#### [Records for this exercise]
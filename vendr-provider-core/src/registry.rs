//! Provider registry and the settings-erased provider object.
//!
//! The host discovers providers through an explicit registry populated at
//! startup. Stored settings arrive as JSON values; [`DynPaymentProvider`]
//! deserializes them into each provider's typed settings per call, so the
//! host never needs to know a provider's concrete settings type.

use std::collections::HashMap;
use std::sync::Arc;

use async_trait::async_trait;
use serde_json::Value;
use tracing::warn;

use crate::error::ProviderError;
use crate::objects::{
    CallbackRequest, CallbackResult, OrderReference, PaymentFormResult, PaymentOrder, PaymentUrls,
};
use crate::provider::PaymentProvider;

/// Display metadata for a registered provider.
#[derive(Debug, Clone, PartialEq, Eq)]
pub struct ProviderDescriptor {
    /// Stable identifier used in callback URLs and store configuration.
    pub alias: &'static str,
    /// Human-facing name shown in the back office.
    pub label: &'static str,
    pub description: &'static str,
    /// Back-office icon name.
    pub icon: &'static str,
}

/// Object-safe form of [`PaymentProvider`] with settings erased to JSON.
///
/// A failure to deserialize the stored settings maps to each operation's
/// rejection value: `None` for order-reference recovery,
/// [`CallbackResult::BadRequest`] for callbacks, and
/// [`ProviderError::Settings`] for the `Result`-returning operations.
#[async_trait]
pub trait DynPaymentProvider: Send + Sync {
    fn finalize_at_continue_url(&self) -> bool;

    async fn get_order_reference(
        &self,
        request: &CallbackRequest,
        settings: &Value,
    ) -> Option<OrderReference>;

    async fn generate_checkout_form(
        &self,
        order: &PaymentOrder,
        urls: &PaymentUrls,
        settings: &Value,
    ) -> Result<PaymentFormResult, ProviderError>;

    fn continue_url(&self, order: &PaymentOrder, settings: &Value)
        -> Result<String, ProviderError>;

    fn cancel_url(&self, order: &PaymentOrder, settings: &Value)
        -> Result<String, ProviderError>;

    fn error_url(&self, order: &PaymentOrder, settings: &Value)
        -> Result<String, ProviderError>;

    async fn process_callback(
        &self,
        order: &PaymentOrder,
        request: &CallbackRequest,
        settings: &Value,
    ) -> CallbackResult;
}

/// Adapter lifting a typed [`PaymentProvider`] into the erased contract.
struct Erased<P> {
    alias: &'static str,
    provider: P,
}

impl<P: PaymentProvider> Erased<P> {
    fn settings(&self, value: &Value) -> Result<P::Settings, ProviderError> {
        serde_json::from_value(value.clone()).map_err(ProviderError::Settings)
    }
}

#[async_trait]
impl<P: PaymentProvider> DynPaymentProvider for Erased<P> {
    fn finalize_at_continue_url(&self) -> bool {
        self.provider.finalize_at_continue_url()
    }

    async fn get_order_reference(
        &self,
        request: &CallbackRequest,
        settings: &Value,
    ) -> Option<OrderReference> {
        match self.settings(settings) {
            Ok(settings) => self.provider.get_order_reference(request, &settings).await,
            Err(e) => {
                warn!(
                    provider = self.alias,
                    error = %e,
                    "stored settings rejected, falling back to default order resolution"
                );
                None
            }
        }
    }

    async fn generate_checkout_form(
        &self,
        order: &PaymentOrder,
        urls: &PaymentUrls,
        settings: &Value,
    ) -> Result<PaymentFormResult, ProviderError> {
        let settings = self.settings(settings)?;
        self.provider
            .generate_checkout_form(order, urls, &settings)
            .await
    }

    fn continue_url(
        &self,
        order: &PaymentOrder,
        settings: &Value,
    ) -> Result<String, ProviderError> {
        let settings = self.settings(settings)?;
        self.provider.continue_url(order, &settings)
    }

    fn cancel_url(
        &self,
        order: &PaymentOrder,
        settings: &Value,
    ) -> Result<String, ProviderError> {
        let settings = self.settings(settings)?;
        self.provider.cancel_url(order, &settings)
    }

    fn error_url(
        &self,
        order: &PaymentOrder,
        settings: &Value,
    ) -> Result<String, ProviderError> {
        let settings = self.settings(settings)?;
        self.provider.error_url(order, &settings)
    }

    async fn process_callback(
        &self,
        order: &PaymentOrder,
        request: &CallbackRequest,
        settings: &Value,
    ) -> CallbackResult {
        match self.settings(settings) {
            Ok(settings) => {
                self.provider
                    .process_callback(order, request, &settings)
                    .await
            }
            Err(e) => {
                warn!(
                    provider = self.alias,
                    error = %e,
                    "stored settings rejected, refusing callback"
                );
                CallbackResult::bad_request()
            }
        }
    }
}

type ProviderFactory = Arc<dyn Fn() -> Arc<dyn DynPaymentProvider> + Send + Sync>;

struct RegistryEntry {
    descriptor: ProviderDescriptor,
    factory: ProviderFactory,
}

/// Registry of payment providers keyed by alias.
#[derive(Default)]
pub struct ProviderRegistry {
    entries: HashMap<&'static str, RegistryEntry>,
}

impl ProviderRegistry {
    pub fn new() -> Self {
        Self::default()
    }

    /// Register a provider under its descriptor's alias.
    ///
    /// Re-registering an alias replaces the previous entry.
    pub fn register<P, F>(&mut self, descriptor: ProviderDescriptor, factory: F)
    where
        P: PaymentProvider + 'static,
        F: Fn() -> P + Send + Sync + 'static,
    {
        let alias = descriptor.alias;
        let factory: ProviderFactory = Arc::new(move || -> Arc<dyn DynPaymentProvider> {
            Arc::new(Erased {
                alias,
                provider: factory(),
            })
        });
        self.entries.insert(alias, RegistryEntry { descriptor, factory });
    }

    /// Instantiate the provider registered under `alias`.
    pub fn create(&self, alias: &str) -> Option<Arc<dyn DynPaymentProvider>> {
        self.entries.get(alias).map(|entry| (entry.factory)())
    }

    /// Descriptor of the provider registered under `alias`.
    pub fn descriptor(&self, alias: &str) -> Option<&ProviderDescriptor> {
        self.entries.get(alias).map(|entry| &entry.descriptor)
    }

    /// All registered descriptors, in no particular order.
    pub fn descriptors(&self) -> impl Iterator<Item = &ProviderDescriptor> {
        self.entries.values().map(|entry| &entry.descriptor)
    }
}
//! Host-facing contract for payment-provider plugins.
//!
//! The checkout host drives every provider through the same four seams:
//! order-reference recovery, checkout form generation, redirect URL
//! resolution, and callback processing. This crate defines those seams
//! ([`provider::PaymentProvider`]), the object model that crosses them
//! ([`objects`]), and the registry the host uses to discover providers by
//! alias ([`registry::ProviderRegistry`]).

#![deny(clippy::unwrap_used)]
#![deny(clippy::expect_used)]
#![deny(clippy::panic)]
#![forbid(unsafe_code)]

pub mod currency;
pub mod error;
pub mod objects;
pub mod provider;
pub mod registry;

#### [Problem]
Copy down each line in the entries that has the word "into".

#### [Reply to the task]
//! deserializes them into each provider's typed settings per call, so the
/// Adapter lifting a typed [`PaymentProvider`] into the erased contract.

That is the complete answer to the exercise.